== The problem ==
List each line of the data that holds the string "exported", please.

== Records for this exercise ==
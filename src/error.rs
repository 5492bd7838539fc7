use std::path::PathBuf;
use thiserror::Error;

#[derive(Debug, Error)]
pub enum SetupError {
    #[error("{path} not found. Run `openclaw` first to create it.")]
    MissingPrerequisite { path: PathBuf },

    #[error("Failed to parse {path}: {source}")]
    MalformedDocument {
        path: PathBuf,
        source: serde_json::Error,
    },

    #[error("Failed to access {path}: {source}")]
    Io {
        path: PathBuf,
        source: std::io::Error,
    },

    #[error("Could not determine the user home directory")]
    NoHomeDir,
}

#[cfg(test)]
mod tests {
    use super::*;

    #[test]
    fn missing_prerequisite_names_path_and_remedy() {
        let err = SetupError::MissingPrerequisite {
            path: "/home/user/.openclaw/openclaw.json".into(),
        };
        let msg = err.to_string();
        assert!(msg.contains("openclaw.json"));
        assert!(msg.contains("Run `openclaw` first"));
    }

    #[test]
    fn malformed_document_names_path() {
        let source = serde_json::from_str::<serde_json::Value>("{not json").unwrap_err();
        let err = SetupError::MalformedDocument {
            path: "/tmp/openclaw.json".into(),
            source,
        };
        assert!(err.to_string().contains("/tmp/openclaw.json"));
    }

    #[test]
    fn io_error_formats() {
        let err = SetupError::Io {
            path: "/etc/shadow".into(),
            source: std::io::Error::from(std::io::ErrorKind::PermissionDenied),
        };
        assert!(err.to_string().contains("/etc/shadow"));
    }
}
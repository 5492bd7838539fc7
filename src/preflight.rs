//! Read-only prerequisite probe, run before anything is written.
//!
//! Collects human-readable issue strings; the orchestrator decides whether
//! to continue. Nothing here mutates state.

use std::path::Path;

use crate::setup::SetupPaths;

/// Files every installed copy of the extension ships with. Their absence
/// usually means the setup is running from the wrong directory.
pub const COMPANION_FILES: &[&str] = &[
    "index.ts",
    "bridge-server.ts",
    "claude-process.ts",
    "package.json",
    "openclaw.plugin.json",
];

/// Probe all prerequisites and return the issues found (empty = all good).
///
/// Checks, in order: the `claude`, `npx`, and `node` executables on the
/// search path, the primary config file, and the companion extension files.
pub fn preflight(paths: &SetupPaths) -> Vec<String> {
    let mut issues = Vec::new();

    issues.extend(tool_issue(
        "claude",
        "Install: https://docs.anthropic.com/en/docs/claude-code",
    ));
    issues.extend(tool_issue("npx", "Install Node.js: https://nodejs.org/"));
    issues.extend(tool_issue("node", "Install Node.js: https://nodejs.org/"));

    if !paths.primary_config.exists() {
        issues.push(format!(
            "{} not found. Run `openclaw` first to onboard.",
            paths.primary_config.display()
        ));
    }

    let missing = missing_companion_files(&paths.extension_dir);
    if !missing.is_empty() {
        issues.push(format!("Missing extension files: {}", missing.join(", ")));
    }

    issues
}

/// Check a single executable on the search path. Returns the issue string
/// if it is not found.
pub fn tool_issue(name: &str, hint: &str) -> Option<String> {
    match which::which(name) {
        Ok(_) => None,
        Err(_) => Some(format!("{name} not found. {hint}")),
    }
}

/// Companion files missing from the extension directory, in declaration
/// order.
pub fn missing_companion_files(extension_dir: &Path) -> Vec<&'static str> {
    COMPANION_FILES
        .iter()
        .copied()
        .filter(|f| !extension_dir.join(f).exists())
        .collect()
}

==

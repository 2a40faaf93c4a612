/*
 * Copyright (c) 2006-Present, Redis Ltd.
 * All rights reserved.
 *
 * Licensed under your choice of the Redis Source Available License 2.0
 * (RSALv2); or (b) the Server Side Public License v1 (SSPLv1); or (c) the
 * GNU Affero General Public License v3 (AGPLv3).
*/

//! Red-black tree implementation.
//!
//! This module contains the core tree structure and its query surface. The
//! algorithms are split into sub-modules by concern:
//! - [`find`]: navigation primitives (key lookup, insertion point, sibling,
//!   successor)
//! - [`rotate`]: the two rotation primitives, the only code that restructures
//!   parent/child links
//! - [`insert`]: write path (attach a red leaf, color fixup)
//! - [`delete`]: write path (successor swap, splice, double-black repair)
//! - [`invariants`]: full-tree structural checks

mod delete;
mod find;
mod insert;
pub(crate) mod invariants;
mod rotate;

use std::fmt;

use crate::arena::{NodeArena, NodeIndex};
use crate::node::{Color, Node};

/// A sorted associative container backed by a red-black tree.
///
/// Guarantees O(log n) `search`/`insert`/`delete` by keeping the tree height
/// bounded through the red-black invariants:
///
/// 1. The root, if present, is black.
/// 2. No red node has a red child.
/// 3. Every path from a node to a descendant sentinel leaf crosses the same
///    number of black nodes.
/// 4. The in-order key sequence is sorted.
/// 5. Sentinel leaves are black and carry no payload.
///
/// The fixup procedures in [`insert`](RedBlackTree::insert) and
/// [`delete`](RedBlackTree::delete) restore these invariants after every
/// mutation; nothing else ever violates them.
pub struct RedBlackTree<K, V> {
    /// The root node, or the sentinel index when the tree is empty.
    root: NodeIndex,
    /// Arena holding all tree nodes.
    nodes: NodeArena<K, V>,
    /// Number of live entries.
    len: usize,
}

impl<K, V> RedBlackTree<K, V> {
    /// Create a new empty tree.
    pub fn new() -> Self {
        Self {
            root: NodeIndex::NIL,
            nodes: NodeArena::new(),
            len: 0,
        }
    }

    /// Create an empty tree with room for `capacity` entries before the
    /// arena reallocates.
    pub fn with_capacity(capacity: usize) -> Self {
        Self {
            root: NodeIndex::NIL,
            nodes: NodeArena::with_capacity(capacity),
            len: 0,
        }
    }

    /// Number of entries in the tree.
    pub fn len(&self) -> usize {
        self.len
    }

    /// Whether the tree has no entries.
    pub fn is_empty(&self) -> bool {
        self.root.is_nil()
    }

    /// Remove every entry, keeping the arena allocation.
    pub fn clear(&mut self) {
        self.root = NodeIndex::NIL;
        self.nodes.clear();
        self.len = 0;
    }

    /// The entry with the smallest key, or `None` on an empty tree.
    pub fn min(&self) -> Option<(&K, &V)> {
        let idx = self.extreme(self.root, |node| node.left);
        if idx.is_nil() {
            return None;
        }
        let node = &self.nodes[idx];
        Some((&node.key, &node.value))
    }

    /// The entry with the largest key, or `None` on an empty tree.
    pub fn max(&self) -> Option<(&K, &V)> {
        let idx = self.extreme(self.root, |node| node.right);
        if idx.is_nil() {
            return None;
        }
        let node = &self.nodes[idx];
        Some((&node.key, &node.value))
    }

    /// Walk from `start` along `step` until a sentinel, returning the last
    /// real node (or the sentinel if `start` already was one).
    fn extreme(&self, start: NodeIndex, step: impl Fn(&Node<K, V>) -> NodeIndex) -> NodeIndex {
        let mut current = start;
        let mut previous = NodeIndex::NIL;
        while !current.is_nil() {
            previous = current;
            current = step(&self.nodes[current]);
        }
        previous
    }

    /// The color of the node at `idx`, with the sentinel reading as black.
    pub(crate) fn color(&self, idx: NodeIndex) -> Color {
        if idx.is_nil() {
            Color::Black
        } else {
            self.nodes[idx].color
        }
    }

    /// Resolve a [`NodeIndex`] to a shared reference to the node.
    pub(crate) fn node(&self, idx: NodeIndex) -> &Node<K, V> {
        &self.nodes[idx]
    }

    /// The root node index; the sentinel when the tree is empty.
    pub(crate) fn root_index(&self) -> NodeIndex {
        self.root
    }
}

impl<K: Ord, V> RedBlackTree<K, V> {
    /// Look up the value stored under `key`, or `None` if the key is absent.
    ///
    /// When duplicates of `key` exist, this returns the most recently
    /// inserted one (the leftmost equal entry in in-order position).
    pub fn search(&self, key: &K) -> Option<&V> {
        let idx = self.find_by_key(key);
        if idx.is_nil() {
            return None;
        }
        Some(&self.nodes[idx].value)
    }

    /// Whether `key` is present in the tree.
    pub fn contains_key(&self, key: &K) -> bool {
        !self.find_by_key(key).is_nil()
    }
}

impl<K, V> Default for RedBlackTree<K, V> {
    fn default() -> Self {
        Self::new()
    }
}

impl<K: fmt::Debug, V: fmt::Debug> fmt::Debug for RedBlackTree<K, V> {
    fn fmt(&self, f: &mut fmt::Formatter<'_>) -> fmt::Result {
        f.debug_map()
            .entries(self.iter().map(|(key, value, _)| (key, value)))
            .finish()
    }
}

---

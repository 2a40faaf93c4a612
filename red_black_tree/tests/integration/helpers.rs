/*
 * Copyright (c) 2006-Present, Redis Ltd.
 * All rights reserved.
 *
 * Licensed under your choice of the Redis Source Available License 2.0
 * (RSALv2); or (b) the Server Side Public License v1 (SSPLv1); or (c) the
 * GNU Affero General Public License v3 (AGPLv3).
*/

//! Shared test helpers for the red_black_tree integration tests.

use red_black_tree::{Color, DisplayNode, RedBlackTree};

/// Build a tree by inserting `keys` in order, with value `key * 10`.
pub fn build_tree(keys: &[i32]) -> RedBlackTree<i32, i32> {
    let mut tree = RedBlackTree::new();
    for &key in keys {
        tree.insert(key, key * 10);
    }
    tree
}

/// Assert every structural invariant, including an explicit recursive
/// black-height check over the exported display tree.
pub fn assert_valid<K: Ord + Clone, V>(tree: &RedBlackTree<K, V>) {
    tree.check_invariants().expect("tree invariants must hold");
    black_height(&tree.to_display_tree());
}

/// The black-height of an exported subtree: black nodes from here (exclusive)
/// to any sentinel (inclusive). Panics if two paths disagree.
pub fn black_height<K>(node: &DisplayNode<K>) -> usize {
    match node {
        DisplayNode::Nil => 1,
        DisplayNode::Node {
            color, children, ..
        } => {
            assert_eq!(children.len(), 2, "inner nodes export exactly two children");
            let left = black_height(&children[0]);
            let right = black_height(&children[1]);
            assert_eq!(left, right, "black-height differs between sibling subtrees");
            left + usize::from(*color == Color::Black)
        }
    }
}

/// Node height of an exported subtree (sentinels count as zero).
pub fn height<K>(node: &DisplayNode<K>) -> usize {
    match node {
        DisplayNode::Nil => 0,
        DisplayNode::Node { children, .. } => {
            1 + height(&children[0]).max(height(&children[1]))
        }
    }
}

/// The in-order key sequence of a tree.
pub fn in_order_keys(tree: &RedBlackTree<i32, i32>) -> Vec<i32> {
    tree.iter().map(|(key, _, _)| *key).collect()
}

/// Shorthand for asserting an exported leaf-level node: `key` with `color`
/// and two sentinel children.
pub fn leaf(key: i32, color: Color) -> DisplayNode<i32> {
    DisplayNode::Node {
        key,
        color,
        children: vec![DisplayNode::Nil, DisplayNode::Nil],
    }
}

== Task result ==
/// black-height check over the exported display tree.
/// The black-height of an exported subtree: black nodes from here (exclusive)
/// Node height of an exported subtree (sentinels count as zero).
/// Shorthand for asserting an exported leaf-level node: `key` with `color`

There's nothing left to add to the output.